Sur un litige les opposant, notamment sur la division de cette parcelle et la délimitation des parties revenant à chacun, le tribunal de grande instance de Bonneville a ordonné une expertise le 2 février 2007. Sur la base d’un premier rapport de M. [O] [E], lequel a établi un plan d’arpentage pour délimiter quatre lots, les parties n’ont pas réussi à s’entendre.
Sur assignation à la requête des consorts [L] par acte du 12 avril 2010, le juge de la mise en état a, par ordonnance du 15 décembre 2010 confirmée par arrêt de la cour d’appel du 17 janvier 2012, rejeté une demande d’annulation de l’expertise et ordonné un complément d’expertise pour rendre les opérations opposables à Mme [GP] [W] et à M. [IB] [W], ce dernier, fils des époux [A] [W], étant devenu propriétaire d’une parcelle acquise des époux [GZ], et qui est de ce fait intervenu à l’instance.
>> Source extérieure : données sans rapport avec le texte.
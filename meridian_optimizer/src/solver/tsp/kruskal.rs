/// Union-find with path compression and union by rank.
pub struct UnionFind {
    parent: Vec<usize>,
    rank: Vec<u8>,
}

impl UnionFind {
    pub fn new(size: usize) -> Self {
        UnionFind {
            parent: (0..size).collect(),
            rank: vec![0; size],
        }
    }

    pub fn find(&mut self, x: usize) -> usize {
        if self.parent[x] != x {
            self.parent[x] = self.find(self.parent[x]);
        }
        self.parent[x]
    }

    pub fn union(&mut self, a: usize, b: usize) -> bool {
        let ra = self.find(a);
        let rb = self.find(b);
        if ra == rb {
            return false;
        }
        match self.rank[ra].cmp(&self.rank[rb]) {
            std::cmp::Ordering::Less => self.parent[ra] = rb,
            std::cmp::Ordering::Greater => self.parent[rb] = ra,
            std::cmp::Ordering::Equal => {
                self.parent[rb] = ra;
                self.rank[ra] += 1;
            }
        }
        true
    }
}

/// Kruskal minimum spanning tree over a complete graph given by a cost
/// closure. Returns the tree edges.
pub fn minimum_spanning_tree(
    nb_nodes: usize,
    cost: impl Fn(usize, usize) -> i64,
) -> Vec<(usize, usize)> {
    let mut edges: Vec<(i64, usize, usize)> = Vec::with_capacity(nb_nodes * nb_nodes / 2);
    for i in 0..nb_nodes {
        for j in i + 1..nb_nodes {
            edges.push((cost(i, j), i, j));
        }
    }
    edges.sort_unstable();

    let mut uf = UnionFind::new(nb_nodes);
    let mut tree = Vec::with_capacity(nb_nodes.saturating_sub(1));
    for (_, i, j) in edges {
        if uf.union(i, j) {
            tree.push((i, j));
            if tree.len() + 1 == nb_nodes {
                break;
            }
        }
    }
    tree
}

#[cfg(test)]
mod tests {
    use super::*;

    #[test]
    fn test_union_find() {
        let mut uf = UnionFind::new(4);
        assert!(uf.union(0, 1));
        assert!(uf.union(2, 3));
        assert!(!uf.union(1, 0));
        assert_ne!(uf.find(0), uf.find(2));
        assert!(uf.union(1, 3));
        assert_eq!(uf.find(0), uf.find(2));
    }

    #[test]
    fn test_mst_on_line() {
        // Nodes on a line: the tree is the chain of unit edges.
        let tree = minimum_spanning_tree(4, |i, j| (i as i64 - j as i64).abs());
        assert_eq!(tree.len(), 3);
        assert!(tree.iter().all(|&(i, j)| (i as i64 - j as i64).abs() == 1));
    }
}
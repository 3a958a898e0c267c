use crate::problem::eval::Eval;
use crate::problem::vehicle_routing_problem::VehicleRoutingProblem;

use crate::solver::cost_delta::slice_route_eval;
use crate::solver::local_search::operator::{LocalSearchOperator, MoveContext};
use crate::solver::solution::solution_state::SolutionState;
use crate::solver::solution::tw_route::TwRoute;

/// **Route-Exchange**
///
/// Swaps the entire job sequences of two vehicles. Requires mutual
/// skill compatibility of the full routes.
pub struct RouteExchange {
    pub s_vehicle: usize,
    pub t_vehicle: usize,
    new_s_eval: Eval,
    new_t_eval: Eval,
    gain: Eval,
}

impl RouteExchange {
    pub fn evaluate(ctx: &MoveContext, s_vehicle: usize, t_vehicle: usize) -> Option<Self> {
        debug_assert!(s_vehicle != t_vehicle);
        let source = &ctx.routes[s_vehicle];
        let target = &ctx.routes[t_vehicle];

        if source.is_empty() && target.is_empty() {
            return None;
        }
        if ctx.state.fwd_skill_rank[t_vehicle][s_vehicle] < target.len()
            || ctx.state.fwd_skill_rank[s_vehicle][t_vehicle] < source.len()
        {
            return None;
        }

        let new_s_eval = slice_route_eval(
            ctx.problem,
            ctx.state,
            ctx.routes,
            t_vehicle,
            s_vehicle,
            0,
            target.len(),
        );
        let new_t_eval = slice_route_eval(
            ctx.problem,
            ctx.state,
            ctx.routes,
            s_vehicle,
            t_vehicle,
            0,
            source.len(),
        );

        let gain = ctx.state.route_evals[s_vehicle] + ctx.state.route_evals[t_vehicle]
            - new_s_eval
            - new_t_eval;

        Some(RouteExchange {
            s_vehicle,
            t_vehicle,
            new_s_eval,
            new_t_eval,
            gain,
        })
    }
}

impl LocalSearchOperator for RouteExchange {
    fn gain(&self) -> Eval {
        self.gain
    }

    fn is_valid(&self, ctx: &MoveContext) -> bool {
        let source = &ctx.routes[self.s_vehicle];
        let target = &ctx.routes[self.t_vehicle];
        let s_vehicle = ctx.problem.vehicle(self.s_vehicle);
        let t_vehicle = ctx.problem.vehicle(self.t_vehicle);

        source.max_load().fits_in(t_vehicle.capacity())
            && target.max_load().fits_in(s_vehicle.capacity())
            && source.len() <= t_vehicle.max_tasks()
            && target.len() <= s_vehicle.max_tasks()
            && s_vehicle.ok_for_travel_time(self.new_s_eval.duration)
            && s_vehicle.ok_for_distance(self.new_s_eval.distance)
            && t_vehicle.ok_for_travel_time(self.new_t_eval.duration)
            && t_vehicle.ok_for_distance(self.new_t_eval.distance)
            && source.is_valid_addition_for_tw(
                ctx.problem,
                &target.delivery_in_range(0, target.len()),
                target.raw().route.iter().copied(),
                0,
                source.len(),
            )
            && target.is_valid_addition_for_tw(
                ctx.problem,
                &source.delivery_in_range(0, source.len()),
                source.raw().route.iter().copied(),
                0,
                target.len(),
            )
    }

    fn apply(
        &self,
        problem: &VehicleRoutingProblem,
        routes: &mut [TwRoute],
        _state: &mut SolutionState,
    ) {
        let s_jobs = routes[self.s_vehicle].raw().route.clone();
        let t_jobs = routes[self.t_vehicle].raw().route.clone();
        routes[self.s_vehicle].set_route(problem, t_jobs);
        routes[self.t_vehicle].set_route(problem, s_jobs);
    }

    fn update_candidates(&self) -> Vec<usize> {
        vec![self.s_vehicle, self.t_vehicle]
    }
}

#[cfg(test)]
mod tests {
    use super::*;
    use crate::solver::solution::solution_state::SolutionState;
    use crate::test_utils;

    #[test]
    fn test_route_exchange_swaps_sequences() {
        let problem = test_utils::line_problem_with_vehicles(4, 2);
        let mut routes = test_utils::empty_routes(&problem);
        routes[0].set_route(&problem, vec![2, 3]);
        routes[1].set_route(&problem, vec![0, 1]);
        let mut state = SolutionState::new(&problem);
        for j in 0..4 {
            state.unassigned.remove(&j);
        }
        state.setup(&problem, &routes);

        let ctx = MoveContext {
            problem: &problem,
            state: &state,
            routes: &routes,
        };

        let exchange = RouteExchange::evaluate(&ctx, 0, 1).unwrap();
        assert!(exchange.is_valid(&ctx));

        drop(ctx);
        exchange.apply(&problem, &mut routes, &mut state);
        assert_eq!(routes[0].raw().route, vec![0, 1]);
        assert_eq!(routes[1].raw().route, vec![2, 3]);
    }
}
use std::time::Duration;

#[derive(Debug, Clone, Copy, PartialEq, Eq)]
pub enum ConstructionRegime {
    Basic,
    Dynamic,
}

#[derive(Debug, Clone, Copy, PartialEq, Eq)]
pub enum InitStrategy {
    None,
    HigherAmount,
    Nearest,
    Furthest,
    EarliestDeadline,
}

#[derive(Debug, Clone, Copy, PartialEq, Eq)]
pub enum SortStrategy {
    Availability,
    Cost,
}

/// One construction parameter combination; the solver explores several in
/// parallel and keeps the best outcome.
#[derive(Debug, Clone, Copy)]
pub struct HeuristicParams {
    pub regime: ConstructionRegime,
    pub init: InitStrategy,
    /// Regret coefficient in [0, 1.5].
    pub regret: f64,
    pub sort: SortStrategy,
}

pub struct SolverParams {
    pub heuristics: Vec<HeuristicParams>,
    /// Improvement depth of the local-search outer loop.
    pub depth: usize,
    /// Wall-clock budget for the whole solve.
    pub timeout: Option<Duration>,
}

impl Default for SolverParams {
    fn default() -> Self {
        use ConstructionRegime::{Basic, Dynamic};
        use InitStrategy::{EarliestDeadline, Furthest, HigherAmount, Nearest, None as NoInit};
        use SortStrategy::{Availability, Cost};

        let combo = |regime, init, regret, sort| HeuristicParams {
            regime,
            init,
            regret,
            sort,
        };

        SolverParams {
            heuristics: vec![
                combo(Basic, HigherAmount, 0.3, Availability),
                combo(Basic, Nearest, 0.3, Availability),
                combo(Basic, Furthest, 0.3, Availability),
                combo(Basic, EarliestDeadline, 0.3, Availability),
                combo(Basic, NoInit, 0.5, Cost),
                combo(Dynamic, HigherAmount, 0.3, Availability),
                combo(Dynamic, Nearest, 0.3, Availability),
                combo(Dynamic, NoInit, 1.0, Cost),
            ],
            depth: 4,
            timeout: None,
        }
    }
}

impl SolverParams {
    pub fn with_depth(mut self, depth: usize) -> Self {
        self.depth = depth;
        self
    }

    pub fn with_timeout(mut self, timeout: Duration) -> Self {
        self.timeout = Some(timeout);
        self
    }
}
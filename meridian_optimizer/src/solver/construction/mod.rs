pub mod basic;
pub mod dynamic;
pub mod insertion_search;

use fxhash::FxHashSet;

use crate::problem::eval::Eval;
use crate::problem::job::JobType;
use crate::problem::vehicle_routing_problem::VehicleRoutingProblem;

use crate::solver::solution::tw_route::TwRoute;
use crate::solver::solver_params::InitStrategy;

use insertion_search::{
    apply_insertion, compute_best_insertion, insertion_lower_bound,
};

/// Eval of serving a job alone with a vehicle (start/end legs only);
/// the proxy cost behind regrets and init seeding. NO_EVAL when the
/// vehicle is skill- or capacity-incompatible.
pub fn job_vehicle_eval(
    problem: &VehicleRoutingProblem,
    job_rank: usize,
    vehicle_rank: usize,
) -> Eval {
    if !problem
        .compatible_vehicles_for_job(job_rank)
        .contains(&vehicle_rank)
    {
        return Eval::NO_EVAL;
    }

    let job = problem.job(job_rank);
    let mut locations = Vec::with_capacity(4);
    if let Some(start) = problem.vehicle_start_index(vehicle_rank) {
        locations.push(start);
    }
    locations.push(problem.job_index(job_rank));
    if job.job_type() == JobType::Pickup {
        locations.push(problem.job_index(problem.matching_delivery(job_rank)));
    }
    if let Some(end) = problem.vehicle_end_index(vehicle_rank) {
        locations.push(end);
    }

    locations
        .windows(2)
        .map(|pair| problem.eval(vehicle_rank, pair[0], pair[1]))
        .sum()
}

/// Seeds an empty route with the "best" first job for the chosen init
/// strategy, scanning candidates in criterion order until one fits.
pub fn seed_route(
    problem: &VehicleRoutingProblem,
    route: &mut TwRoute,
    unassigned: &mut FxHashSet<usize>,
    init: InitStrategy,
) {
    if init == InitStrategy::None || !route.is_empty() {
        return;
    }
    let v = route.vehicle_rank;

    let mut candidates: Vec<usize> = unassigned
        .iter()
        .copied()
        .filter(|&j| {
            problem.job(j).job_type() != JobType::Delivery
                && problem.compatible_vehicles_for_job(j).contains(&v)
        })
        .collect();

    match init {
        InitStrategy::None => return,
        InitStrategy::HigherAmount => candidates.sort_by(|&a, &b| {
            let amount = |j: usize| {
                let job = problem.job(j);
                job.delivery() + job.pickup()
            };
            amount(b).lex_cmp(&amount(a)).then(a.cmp(&b))
        }),
        InitStrategy::Furthest => candidates.sort_by(|&a, &b| {
            job_vehicle_eval(problem, b, v)
                .cmp(&job_vehicle_eval(problem, a, v))
                .then(a.cmp(&b))
        }),
        InitStrategy::Nearest => candidates.sort_by(|&a, &b| {
            job_vehicle_eval(problem, a, v)
                .cmp(&job_vehicle_eval(problem, b, v))
                .then(a.cmp(&b))
        }),
        InitStrategy::EarliestDeadline => candidates.sort_by(|&a, &b| {
            problem
                .job(a)
                .deadline()
                .cmp(&problem.job(b).deadline())
                .then(a.cmp(&b))
        }),
    }

    for job in candidates {
        let insertion = compute_best_insertion(problem, route, job, Eval::NO_EVAL);
        if insertion.is_feasible() {
            apply_insertion(problem, route, job, &insertion);
            unassigned.remove(&job);
            if problem.job(job).job_type() == JobType::Pickup {
                unassigned.remove(&problem.matching_delivery(job));
            }
            return;
        }
    }
}

/// Fills one route with unassigned jobs, repeatedly inserting the job
/// maximizing `regret_permille/1000 * regret - insertion_cost`. Regrets
/// are supplied by the calling regime.
pub fn fill_route(
    problem: &VehicleRoutingProblem,
    route: &mut TwRoute,
    unassigned: &mut FxHashSet<usize>,
    regret_of: &dyn Fn(usize) -> Eval,
    regret_permille: i64,
) {
    loop {
        let mut candidates: Vec<usize> = unassigned
            .iter()
            .copied()
            .filter(|&j| problem.job(j).job_type() != JobType::Delivery)
            .collect();
        candidates.sort_unstable();

        let mut best_score = i64::MIN;
        let mut best_choice: Option<usize> = None;

        for job in candidates.drain(..) {
            let regret = regret_of(job);
            let regret_cost = if regret.is_no_eval() { 0 } else { regret.cost };

            // A cheap bound on the insertion cost prunes the full scan.
            if best_choice.is_some() {
                let bound = insertion_lower_bound(problem, route, job);
                if regret_permille * regret_cost / 1000 - bound.cost <= best_score {
                    continue;
                }
            }

            let insertion = compute_best_insertion(problem, route, job, Eval::NO_EVAL);
            if !insertion.is_feasible() {
                continue;
            }
            let score = regret_permille * regret_cost / 1000 - insertion.eval.cost;
            if score > best_score {
                best_score = score;
                best_choice = Some(job);
            }
        }

        let Some(job) = best_choice else { break };
        let insertion = compute_best_insertion(problem, route, job, Eval::NO_EVAL);
        apply_insertion(problem, route, job, &insertion);
        unassigned.remove(&job);
        if problem.job(job).job_type() == JobType::Pickup {
            unassigned.remove(&problem.matching_delivery(job));
        }
    }
}
use serde::{Deserialize, Serialize};

pub type LocationId = usize;

/// A place jobs and vehicles refer to, either by an explicit travel-matrix
/// index or by coordinates. The problem builder deduplicates locations and
/// resolves each to a dense index into the travel matrices.
#[derive(Debug, Clone, PartialEq, Serialize, Deserialize)]
pub struct Location {
    matrix_index: Option<usize>,
    coordinates: Option<(f64, f64)>,
    index: usize,
}

/// Key used for deduplication on insertion; coordinates compare by bit
/// pattern so the mapping stays exact.
#[derive(Debug, Clone, Copy, PartialEq, Eq, Hash)]
pub enum LocationKey {
    MatrixIndex(usize),
    Coordinates(u64, u64),
}

impl Location {
    pub fn from_matrix_index(matrix_index: usize) -> Self {
        Location {
            matrix_index: Some(matrix_index),
            coordinates: None,
            index: matrix_index,
        }
    }

    pub fn from_lon_lat(lon: f64, lat: f64) -> Self {
        Location {
            matrix_index: None,
            coordinates: Some((lon, lat)),
            index: 0,
        }
    }

    pub fn from_cartesian(x: f64, y: f64) -> Self {
        Self::from_lon_lat(x, y)
    }

    pub fn has_matrix_index(&self) -> bool {
        self.matrix_index.is_some()
    }

    pub fn coordinates(&self) -> Option<(f64, f64)> {
        self.coordinates
    }

    /// Dense index into the travel matrices, assigned at problem build.
    pub fn index(&self) -> usize {
        self.index
    }

    pub(crate) fn set_index(&mut self, index: usize) {
        self.index = index;
    }

    pub(crate) fn dedup_key(&self) -> LocationKey {
        match (self.matrix_index, self.coordinates) {
            (Some(index), _) => LocationKey::MatrixIndex(index),
            (None, Some((lon, lat))) => LocationKey::Coordinates(lon.to_bits(), lat.to_bits()),
            (None, None) => LocationKey::MatrixIndex(0),
        }
    }
}

#[cfg(test)]
mod tests {
    use super::*;

    #[test]
    fn test_matrix_index_location_keeps_its_index() {
        let location = Location::from_matrix_index(7);
        assert_eq!(location.index(), 7);
        assert_eq!(location.dedup_key(), LocationKey::MatrixIndex(7));
    }

    #[test]
    fn test_coordinate_locations_dedup_by_bits() {
        let a = Location::from_lon_lat(1.5, 2.5);
        let b = Location::from_lon_lat(1.5, 2.5);
        let c = Location::from_lon_lat(1.5, 2.6);

        assert_eq!(a.dedup_key(), b.dedup_key());
        assert_ne!(a.dedup_key(), c.dedup_key());
    }
}
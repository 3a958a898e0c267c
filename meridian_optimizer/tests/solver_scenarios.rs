mod test_utils;

use std::time::{Duration, Instant};

use meridian_optimizer::problem::amount::Amount;
use meridian_optimizer::{Solver, SolverParams};

use test_utils::*;

#[test]
fn test_single_vehicle_single_job() {
    let problem = build_problem(
        line_locations(1),
        vec![basic_job(0, 1).build()],
        vec![basic_vehicle(0, 0).build()],
    );
    let solver = Solver::new(problem).unwrap();

    let solution = solver.solve(&SolverParams::default());

    assert_eq!(solution.summary.assigned, 1);
    assert_eq!(solution.summary.unassigned, 0);
    assert_eq!(solution.routes[0].job_ranks, vec![0]);
    assert_eq!(solution.summary.cost, 200);
    assert_solution_invariants(solver.problem(), &solution);
}

#[test]
fn test_two_jobs_one_vehicle_symmetric_matrix() {
    // Symmetric 3x3 matrix with every off-diagonal entry at 10.
    let durations = vec![vec![0, 10, 10], vec![10, 0, 10], vec![10, 10, 0]];
    let problem = build_problem_with_matrix(
        durations,
        vec![basic_job(0, 1).build(), basic_job(1, 2).build()],
        vec![basic_vehicle(0, 0).build()],
    );
    let solver = Solver::new(problem).unwrap();

    let solution = solver.solve(&SolverParams::default());

    assert_eq!(solution.summary.assigned, 2);
    let route = &solution.routes[0].job_ranks;
    assert!(route == &vec![0, 1] || route == &vec![1, 0]);
    // Start leg + inter-job edge + end leg.
    assert_eq!(solution.summary.cost, 30);
    assert_solution_invariants(solver.problem(), &solution);
}

#[test]
fn test_skill_incompatible_job_lands_unassigned() {
    let mut job = basic_job(0, 1);
    job.add_skill(42);
    let problem = build_problem(
        line_locations(1),
        vec![job.build()],
        vec![basic_vehicle(0, 0).build()],
    );
    let solver = Solver::new(problem).unwrap();

    let solution = solver.solve(&SolverParams::default());

    assert_eq!(solution.summary.assigned, 0);
    assert_eq!(solution.summary.unassigned, 1);
    assert_eq!(solution.summary.cost, 0);
    assert!(solution.routes.is_empty());
    assert_solution_invariants(solver.problem(), &solution);
}

#[test]
fn test_oversized_shipment_lands_unassigned_as_pair() {
    let (pickup, delivery) = shipment_pair(0, 1, 1, 2, 100);
    let mut vehicle = basic_vehicle(0, 0);
    vehicle.set_capacity(Amount::from_vec(vec![10]));
    let problem = build_problem(line_locations(2), vec![pickup, delivery], vec![vehicle.build()]);
    let solver = Solver::new(problem).unwrap();

    let solution = solver.solve(&SolverParams::default());

    assert_eq!(solution.summary.unassigned, 2);
    assert_eq!(solution.summary.cost, 0);
    assert_solution_invariants(solver.problem(), &solution);
}

#[test]
fn test_shipment_with_impossible_window_order_lands_unassigned() {
    // The delivery's window closes before the pickup's opens.
    let (pickup, delivery) = {
        let mut pickup = basic_job(0, 1);
        pickup.set_job_type(meridian_optimizer::problem::job::JobType::Pickup);
        pickup.set_pickup(Amount::from_vec(vec![1]));
        pickup.set_time_window(tw(5_000, 6_000));
        let mut delivery = basic_job(1, 2);
        delivery.set_job_type(meridian_optimizer::problem::job::JobType::Delivery);
        delivery.set_delivery(Amount::from_vec(vec![1]));
        delivery.set_time_window(tw(0, 1_000));
        (pickup.build(), delivery.build())
    };
    let problem = build_problem(line_locations(2), vec![pickup, delivery], vec![
        basic_vehicle(0, 0).build(),
    ]);
    let solver = Solver::new(problem).unwrap();

    let solution = solver.solve(&SolverParams::default());

    assert_eq!(solution.summary.unassigned, 2);
    assert_solution_invariants(solver.problem(), &solution);
}

#[test]
fn test_two_identical_jobs_are_never_duplicated() {
    let jobs = vec![basic_job(0, 1).build(), basic_job(1, 1).build()];
    let problem = build_problem(line_locations(1), jobs, vec![basic_vehicle(0, 0).build()]);
    let solver = Solver::new(problem).unwrap();

    let solution = solver.solve(&SolverParams::default());

    assert_eq!(solution.summary.assigned, 2);
    assert_solution_invariants(solver.problem(), &solution);
}

#[test]
fn test_priority_replace_end_to_end() {
    // Two priority-0 jobs fill the vehicle; the priority-5 job needs the
    // whole capacity for itself.
    let mut j0 = basic_job(0, 1);
    j0.set_delivery(Amount::from_vec(vec![5]));
    let mut j1 = basic_job(1, 2);
    j1.set_delivery(Amount::from_vec(vec![5]));
    let mut urgent = basic_job(2, 3);
    urgent.set_priority(5);
    urgent.set_delivery(Amount::from_vec(vec![10]));
    let mut vehicle = basic_vehicle(0, 0);
    vehicle.set_capacity(Amount::from_vec(vec![10]));

    let problem = build_problem(
        line_locations(3),
        vec![j0.build(), j1.build(), urgent.build()],
        vec![vehicle.build()],
    );
    let solver = Solver::new(problem).unwrap();

    let solution = solver.solve(&SolverParams::default());

    assert_eq!(solution.summary.priority_sum, 5);
    assert_eq!(solution.summary.assigned, 1);
    assert_eq!(solution.routes[0].job_ranks, vec![2]);
    assert_eq!(solution.summary.unassigned, 2);
    assert_solution_invariants(solver.problem(), &solution);
}

#[test]
fn test_shipments_stay_paired_through_full_solve() {
    let (p0, d0) = shipment_pair(0, 1, 1, 3, 3);
    let (p1, d1) = shipment_pair(2, 2, 3, 4, 4);
    let mut vehicle = basic_vehicle(0, 0);
    vehicle.set_capacity(Amount::from_vec(vec![10]));

    let problem = build_problem(
        line_locations(4),
        vec![p0, d0, p1, d1],
        vec![vehicle.build()],
    );
    let solver = Solver::new(problem).unwrap();

    let solution = solver.solve(&SolverParams::default());

    assert_eq!(solution.summary.assigned, 4);
    assert_solution_invariants(solver.problem(), &solution);
}

#[test]
fn test_deadline_is_respected() {
    // A grid big enough that depth 10000 could never finish in time.
    let locations: Vec<_> = (0..40)
        .map(|i| {
            meridian_optimizer::problem::location::Location::from_cartesian(
                (i % 8) as f64,
                (i / 8) as f64,
            )
        })
        .collect();
    let jobs = (0..39).map(|i| basic_job(i, i + 1).build()).collect();
    let vehicles = (0..3).map(|v| basic_vehicle(v, 0).build()).collect();
    let problem = build_problem(locations, jobs, vehicles);
    let solver = Solver::new(problem).unwrap();

    let params = SolverParams::default()
        .with_depth(10_000)
        .with_timeout(Duration::from_millis(50));

    let started = Instant::now();
    let solution = solver.solve(&params);
    let elapsed = started.elapsed();

    // Generous slack over the 50ms budget to absorb scheduling noise.
    assert!(elapsed < Duration::from_secs(5), "driver ignored deadline");
    assert_solution_invariants(solver.problem(), &solution);
}

#[test]
fn test_solution_serializes_to_json() {
    let problem = build_problem(
        line_locations(2),
        vec![basic_job(0, 1).build(), basic_job(1, 2).build()],
        vec![basic_vehicle(0, 0).build()],
    );
    let solver = Solver::new(problem).unwrap();
    let solution = solver.solve(&SolverParams::default());

    let json = serde_json::to_value(&solution).unwrap();
    assert!(json["routes"].is_array());
    assert!(json["summary"]["cost"].is_i64());
    assert_eq!(json["summary"]["assigned"], 2);
}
L’expert a déposé son rapport le 1er juin 2011.
Devant le premier juge, la discussion a porté sur la nature divise ou indivise des droits de propriété des différentes parties sur les portions de la parcelle [Cadastre 4] revenant à chacun, ainsi que sur des prétentions de [IB] et de [A] [W] d’attribution préférentielle puis, subsidiairement, de bail rural.
L’examen des titres de propriété des parties par l’expert a conduit ce dernier à déterminer leurs droits de superficie sur la parcelle [Cadastre 4] dont la propriété est reconnue aux consorts [L] concurrence de 10 hectares, 35 ares et 67 centiares, à M. [K] [L] à concurrence de 34 ares 50 centiares, à M. [IB] [W] au droit des époux [GZ] à concurrence de 2 hectares, 30 ares, 4 centiares et aux époux [A] [W] aux droits de Melle [U] [X] à concurrence de 1ha, 9 ares et 3 centiares.
L’expert a par ailleurs proposé un document d’arpentage en tenant compte d’une part des indications d’un plan établi par un géomètre le 2 août 1957, bien qu’il mentionne une répartition différente des surfaces, et d’autre part des observations et contestations des parties, pour proposer un nouveau document d’arpentage.
Par jugement du 31 mai 2013, le tribunal de grande instance de Bonneville a :
– homologué ce document d’arpentage constituant l’annexe 9 du rapport d’expertise du 1er juin 2011,
– ordonné sa publication à frais partagés,
– débouté les consorts [W] de leurs prétentions,
– condamné les consorts [W] à payer aux consorts [L] une indemnité de 1 500 euros pour frais irrépétibles,
– ordonné le partage des dépens.
Par déclaration reçue au greffe le 1er juillet 2013, M. [IB] [W], M. [A] [W] et Madame [GP] [W] ont interjeté appel du jugement.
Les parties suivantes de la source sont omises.